Collected data:
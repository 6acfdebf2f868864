//! Core CLI types - Cli, Command, and argument structs

use clap::{Parser, Subcommand};
use std::path::PathBuf;

use super::types::OutputFormat;
use crate::config::schema::{ModelKind, PipelineSpec};

/// Costcast: cloud usage normalization, feature engineering and drift checks
#[derive(Parser, Debug, Clone, PartialEq)]
#[command(name = "costcast")]
#[command(version)]
#[command(about = "Normalize cloud cost exports, engineer forecasting features and detect drift")]
pub struct Cli {
    /// Subcommand to execute
    #[command(subcommand)]
    pub command: Command,

    /// Enable verbose output
    #[arg(short, long, global = true)]
    pub verbose: bool,

    /// Suppress all output except errors
    #[arg(short, long, global = true, conflicts_with = "verbose")]
    pub quiet: bool,
}

/// Available commands
#[derive(Subcommand, Debug, Clone, PartialEq)]
pub enum Command {
    /// Validate a pipeline configuration file
    Validate(ValidateArgs),

    /// Load, normalize and validate a usage export, then summarize it
    Inspect(InspectArgs),

    /// Write the engineered feature table for a usage export
    Features(FeaturesArgs),

    /// Compare a candidate export against a reference export
    Drift(DriftArgs),

    /// Run the full pipeline and score a baseline model
    Train(TrainArgs),
}

/// Arguments for the validate command
#[derive(Parser, Debug, Clone, PartialEq)]
pub struct ValidateArgs {
    /// Path to YAML configuration file
    #[arg(value_name = "CONFIG")]
    pub config: PathBuf,

    /// Show detailed validation report
    #[arg(short, long)]
    pub detailed: bool,
}

/// Arguments for the inspect command
#[derive(Parser, Debug, Clone, PartialEq)]
pub struct InspectArgs {
    /// Path to a CSV usage export
    #[arg(value_name = "DATA")]
    pub input: PathBuf,

    /// Output format (text, json)
    #[arg(short, long, default_value = "text")]
    pub format: OutputFormat,
}

/// Arguments for the features command
#[derive(Parser, Debug, Clone, PartialEq)]
pub struct FeaturesArgs {
    /// Path to a CSV usage export
    #[arg(value_name = "DATA")]
    pub input: PathBuf,

    /// Write the feature table here instead of stdout
    #[arg(short, long)]
    pub output: Option<PathBuf>,
}

/// Arguments for the drift command
#[derive(Parser, Debug, Clone, PartialEq)]
pub struct DriftArgs {
    /// Newly observed usage export
    #[arg(value_name = "CANDIDATE")]
    pub candidate: PathBuf,

    /// Reference usage export
    #[arg(short, long)]
    pub reference: PathBuf,

    /// p-value below which a feature counts as drifted
    #[arg(short, long, default_value = "0.05")]
    pub threshold: f64,

    /// Output format (text, json)
    #[arg(short, long, default_value = "text")]
    pub format: OutputFormat,
}

/// Arguments for the train command
#[derive(Parser, Debug, Clone, PartialEq)]
pub struct TrainArgs {
    /// Path to YAML configuration file
    #[arg(value_name = "CONFIG")]
    pub config: PathBuf,

    /// Override the train ratio
    #[arg(long)]
    pub train_ratio: Option<f64>,

    /// Override the baseline model (persistence, mean)
    #[arg(short, long)]
    pub model: Option<ModelKind>,

    /// Output format (text, json)
    #[arg(short, long, default_value = "text")]
    pub format: OutputFormat,
}

/// Parse CLI arguments from a string slice (for testing)
pub fn parse_args<I, T>(args: I) -> Result<Cli, clap::Error>
where
    I: IntoIterator<Item = T>,
    T: Into<std::ffi::OsString> + Clone,
{
    Cli::try_parse_from(args)
}

/// Apply command-line overrides to a PipelineSpec
pub fn apply_overrides(spec: &mut PipelineSpec, args: &TrainArgs) {
    if let Some(ratio) = args.train_ratio {
        spec.split.train_ratio = ratio;
    }
    if let Some(model) = args.model {
        spec.model = model;
    }
}
//! Crate-wide error type
//!
//! Stage errors keep their own types so callers can match on them; this enum
//! only aggregates them for code that runs the whole pipeline.

use crate::config::ValidationError;
use crate::data::{FormatError, SchemaViolation};
use crate::features::FeatureError;

/// Result type alias for costcast operations
pub type Result<T> = std::result::Result<T, Error>;

/// Errors raised anywhere in the pipeline
#[derive(Debug, thiserror::Error)]
pub enum Error {
    #[error(transparent)]
    Format(#[from] FormatError),

    #[error(transparent)]
    Schema(#[from] SchemaViolation),

    #[error(transparent)]
    Feature(#[from] FeatureError),

    #[error("Invalid config: {0}")]
    Validation(#[from] ValidationError),

    #[error("Config error: {0}")]
    ConfigError(String),

    #[error("CSV error: {0}")]
    Csv(#[from] csv::Error),

    #[error("IO error: {0}")]
    Io(String),

    #[error("Invalid input: {0}")]
    InvalidInput(String),
}

impl Error {
    /// Whether the caller should fix the input data rather than the setup
    pub fn is_data_error(&self) -> bool {
        matches!(
            self,
            Self::Format(_) | Self::Schema(_) | Self::Feature(_) | Self::Csv(_)
        )
    }
}
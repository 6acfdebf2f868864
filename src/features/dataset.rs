//! Feature matrix and target vector handed to the training collaborator

use chrono::NaiveDate;
use ndarray::{s, Array1, Array2, ArrayView1};

use super::engineer::{
    date_cells, numeric_cells, require_columns, FeatureError, IS_WEEKEND, LAG_1, ROLLING_3,
    ROLLING_7,
};
use crate::data::{
    Table, DAILY_COST, DATA_TRANSFER_GB, DATE, EC2_HOURS, LAMBDA_INVOCATIONS, RDS_USAGE,
    STORAGE_GB,
};
use crate::error::{Error, Result};

/// Model input columns, in matrix order
pub const FEATURE_COLUMNS: [&str; 9] = [
    EC2_HOURS,
    STORAGE_GB,
    DATA_TRANSFER_GB,
    RDS_USAGE,
    LAMBDA_INVOCATIONS,
    LAG_1,
    ROLLING_3,
    ROLLING_7,
    IS_WEEKEND,
];

/// Prediction target column
pub const TARGET: &str = DAILY_COST;

/// Default share of rows used for training in a chronological split
pub const DEFAULT_TRAIN_RATIO: f64 = 0.8;

/// Row-aligned, time-ordered features and target
#[derive(Debug, Clone, PartialEq)]
pub struct TrainingSet {
    /// One row per day, columns in [`FEATURE_COLUMNS`] order
    pub features: Array2<f64>,
    pub target: Array1<f64>,
    pub dates: Vec<NaiveDate>,
}

impl TrainingSet {
    /// Extract features and target from an engineered table.
    ///
    /// Rows are taken in table order, which [`super::engineer`] leaves sorted
    /// by date.
    pub fn from_features(table: &Table) -> std::result::Result<Self, FeatureError> {
        let mut required: Vec<&str> = vec![DATE];
        required.extend(FEATURE_COLUMNS);
        required.push(TARGET);
        require_columns(table, &required)?;

        let columns = FEATURE_COLUMNS
            .iter()
            .map(|name| numeric_cells(table, name))
            .collect::<std::result::Result<Vec<_>, _>>()?;
        let target = numeric_cells(table, TARGET)?;
        let dates = date_cells(table)?;

        let features =
            Array2::from_shape_fn((table.len(), FEATURE_COLUMNS.len()), |(i, j)| columns[j][i]);

        Ok(Self {
            features,
            target: Array1::from(target),
            dates,
        })
    }

    pub fn len(&self) -> usize {
        self.target.len()
    }

    pub fn is_empty(&self) -> bool {
        self.target.is_empty()
    }

    /// View of a single feature column by name
    pub fn column(&self, name: &str) -> Option<ArrayView1<'_, f64>> {
        FEATURE_COLUMNS
            .iter()
            .position(|c| *c == name)
            .map(|j| self.features.column(j))
    }

    /// Split into training and held-out sets without shuffling.
    ///
    /// The first `floor(len * train_ratio)` rows train; the rest are held out,
    /// so every held-out row is later in time than every training row.
    pub fn split_chronological(&self, train_ratio: f64) -> Result<(Self, Self)> {
        if !(train_ratio > 0.0 && train_ratio < 1.0) {
            return Err(Error::InvalidInput(format!(
                "train ratio must be in (0, 1), got {train_ratio}"
            )));
        }
        let cut = split_index(self.len(), train_ratio);
        Ok((self.rows(0, cut), self.rows(cut, self.len())))
    }

    fn rows(&self, start: usize, end: usize) -> Self {
        Self {
            features: self.features.slice(s![start..end, ..]).to_owned(),
            target: self.target.slice(s![start..end]).to_owned(),
            dates: self.dates[start..end].to_vec(),
        }
    }
}

/// Row index where the held-out portion begins
pub fn split_index(len: usize, train_ratio: f64) -> usize {
    ((len as f64 * train_ratio).floor() as usize).min(len)
}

> _About this task_
How many lines of these entries contain the string "matrix"? Reply with the number alone.

> _Answer space_
2